What is being asked> Collect all lines below with the string "Path".

Provided information>
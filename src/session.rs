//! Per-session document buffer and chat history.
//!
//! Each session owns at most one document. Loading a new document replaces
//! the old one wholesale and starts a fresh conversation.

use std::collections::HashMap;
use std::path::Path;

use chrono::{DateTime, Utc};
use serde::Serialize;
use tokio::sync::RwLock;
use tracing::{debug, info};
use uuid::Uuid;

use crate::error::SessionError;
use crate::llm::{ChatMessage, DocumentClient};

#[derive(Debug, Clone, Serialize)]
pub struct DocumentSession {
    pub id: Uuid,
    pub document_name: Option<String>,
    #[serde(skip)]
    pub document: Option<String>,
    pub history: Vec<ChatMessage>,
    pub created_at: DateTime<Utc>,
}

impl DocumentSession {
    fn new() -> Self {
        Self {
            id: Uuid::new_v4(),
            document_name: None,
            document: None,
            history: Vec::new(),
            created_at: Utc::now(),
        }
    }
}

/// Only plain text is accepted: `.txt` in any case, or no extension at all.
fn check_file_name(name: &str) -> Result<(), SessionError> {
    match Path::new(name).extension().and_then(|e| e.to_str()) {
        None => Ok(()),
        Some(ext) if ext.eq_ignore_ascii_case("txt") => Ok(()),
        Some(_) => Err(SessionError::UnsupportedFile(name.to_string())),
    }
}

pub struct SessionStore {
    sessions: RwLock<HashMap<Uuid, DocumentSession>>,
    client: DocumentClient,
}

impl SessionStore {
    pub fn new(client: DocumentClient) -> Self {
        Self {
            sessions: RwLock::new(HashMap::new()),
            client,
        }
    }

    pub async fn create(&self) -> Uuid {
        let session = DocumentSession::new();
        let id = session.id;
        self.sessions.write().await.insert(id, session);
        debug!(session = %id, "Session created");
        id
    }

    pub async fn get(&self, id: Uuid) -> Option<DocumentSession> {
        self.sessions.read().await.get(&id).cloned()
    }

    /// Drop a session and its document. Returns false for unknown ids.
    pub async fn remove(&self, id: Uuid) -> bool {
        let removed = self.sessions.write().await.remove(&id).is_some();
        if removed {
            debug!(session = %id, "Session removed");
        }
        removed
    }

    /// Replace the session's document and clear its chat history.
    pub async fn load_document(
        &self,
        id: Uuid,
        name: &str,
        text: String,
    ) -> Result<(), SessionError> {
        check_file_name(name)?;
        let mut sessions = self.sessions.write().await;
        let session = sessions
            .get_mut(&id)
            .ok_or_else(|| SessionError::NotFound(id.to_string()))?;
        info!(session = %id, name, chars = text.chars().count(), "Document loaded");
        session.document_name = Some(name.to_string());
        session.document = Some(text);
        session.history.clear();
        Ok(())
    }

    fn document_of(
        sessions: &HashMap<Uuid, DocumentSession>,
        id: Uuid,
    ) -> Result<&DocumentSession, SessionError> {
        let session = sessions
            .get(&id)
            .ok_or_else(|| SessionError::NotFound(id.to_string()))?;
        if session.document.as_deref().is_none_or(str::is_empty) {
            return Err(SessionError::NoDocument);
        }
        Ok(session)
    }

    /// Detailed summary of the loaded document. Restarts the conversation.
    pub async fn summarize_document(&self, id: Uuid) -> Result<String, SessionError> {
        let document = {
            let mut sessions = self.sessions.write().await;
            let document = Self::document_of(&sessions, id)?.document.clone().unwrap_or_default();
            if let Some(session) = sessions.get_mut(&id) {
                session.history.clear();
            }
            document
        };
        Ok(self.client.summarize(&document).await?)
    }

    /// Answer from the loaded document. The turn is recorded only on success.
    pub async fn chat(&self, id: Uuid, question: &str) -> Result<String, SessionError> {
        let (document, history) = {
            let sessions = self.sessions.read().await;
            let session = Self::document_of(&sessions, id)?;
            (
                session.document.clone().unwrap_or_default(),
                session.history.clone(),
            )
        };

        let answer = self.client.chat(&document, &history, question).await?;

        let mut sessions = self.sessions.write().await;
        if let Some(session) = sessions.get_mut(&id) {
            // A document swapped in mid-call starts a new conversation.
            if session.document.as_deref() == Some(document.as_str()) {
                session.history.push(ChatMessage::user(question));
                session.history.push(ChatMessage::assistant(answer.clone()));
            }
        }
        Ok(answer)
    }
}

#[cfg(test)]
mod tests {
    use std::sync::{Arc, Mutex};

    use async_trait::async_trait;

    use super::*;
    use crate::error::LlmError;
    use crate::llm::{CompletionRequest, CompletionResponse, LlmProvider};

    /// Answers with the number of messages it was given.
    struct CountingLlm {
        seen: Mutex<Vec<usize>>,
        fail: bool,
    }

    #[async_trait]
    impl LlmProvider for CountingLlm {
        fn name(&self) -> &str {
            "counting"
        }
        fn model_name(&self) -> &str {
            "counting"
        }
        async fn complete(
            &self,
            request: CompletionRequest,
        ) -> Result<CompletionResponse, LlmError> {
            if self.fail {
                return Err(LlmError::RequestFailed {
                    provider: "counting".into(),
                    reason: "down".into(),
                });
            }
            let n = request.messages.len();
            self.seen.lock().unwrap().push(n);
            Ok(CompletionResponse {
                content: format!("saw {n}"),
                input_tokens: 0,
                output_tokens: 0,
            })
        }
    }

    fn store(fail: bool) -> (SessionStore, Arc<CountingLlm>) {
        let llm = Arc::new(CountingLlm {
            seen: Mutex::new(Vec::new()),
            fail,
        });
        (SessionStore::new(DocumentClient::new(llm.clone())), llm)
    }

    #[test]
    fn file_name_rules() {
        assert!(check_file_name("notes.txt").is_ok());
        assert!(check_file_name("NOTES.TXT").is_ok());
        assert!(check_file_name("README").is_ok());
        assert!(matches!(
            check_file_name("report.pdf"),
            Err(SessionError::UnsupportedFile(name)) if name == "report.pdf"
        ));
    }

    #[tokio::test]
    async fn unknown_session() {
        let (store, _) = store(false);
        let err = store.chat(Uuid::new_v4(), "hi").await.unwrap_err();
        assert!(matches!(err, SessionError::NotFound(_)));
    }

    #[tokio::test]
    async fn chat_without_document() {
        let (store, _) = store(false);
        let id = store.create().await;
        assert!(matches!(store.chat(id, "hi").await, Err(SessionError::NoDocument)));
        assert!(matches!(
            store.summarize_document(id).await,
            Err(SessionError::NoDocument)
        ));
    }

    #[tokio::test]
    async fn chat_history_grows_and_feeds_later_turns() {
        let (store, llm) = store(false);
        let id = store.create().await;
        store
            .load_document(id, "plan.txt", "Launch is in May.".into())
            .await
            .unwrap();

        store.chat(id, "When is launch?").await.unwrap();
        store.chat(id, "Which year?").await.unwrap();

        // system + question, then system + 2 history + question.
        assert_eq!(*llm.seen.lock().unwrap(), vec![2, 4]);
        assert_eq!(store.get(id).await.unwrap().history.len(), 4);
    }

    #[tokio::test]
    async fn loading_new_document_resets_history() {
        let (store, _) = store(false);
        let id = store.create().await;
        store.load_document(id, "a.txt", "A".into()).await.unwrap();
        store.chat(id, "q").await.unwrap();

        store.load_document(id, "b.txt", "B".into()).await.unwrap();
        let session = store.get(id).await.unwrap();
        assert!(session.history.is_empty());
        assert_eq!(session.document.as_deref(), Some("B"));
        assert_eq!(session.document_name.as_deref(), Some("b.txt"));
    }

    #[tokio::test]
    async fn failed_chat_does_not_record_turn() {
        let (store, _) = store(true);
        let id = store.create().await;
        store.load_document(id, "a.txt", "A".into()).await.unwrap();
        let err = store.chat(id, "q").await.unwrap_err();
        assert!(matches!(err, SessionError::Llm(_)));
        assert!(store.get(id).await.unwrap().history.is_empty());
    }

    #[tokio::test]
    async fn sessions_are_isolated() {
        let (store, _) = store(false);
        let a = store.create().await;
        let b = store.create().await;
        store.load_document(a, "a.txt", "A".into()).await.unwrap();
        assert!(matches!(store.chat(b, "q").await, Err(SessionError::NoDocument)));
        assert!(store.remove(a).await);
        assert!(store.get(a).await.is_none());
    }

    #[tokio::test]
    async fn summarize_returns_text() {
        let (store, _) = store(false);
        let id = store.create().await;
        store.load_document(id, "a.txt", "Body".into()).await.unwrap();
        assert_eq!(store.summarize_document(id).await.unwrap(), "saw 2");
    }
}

Exercise output>
use std::path::Path;
    match Path::new(name).extension().and_then(|e| e.to_str()) {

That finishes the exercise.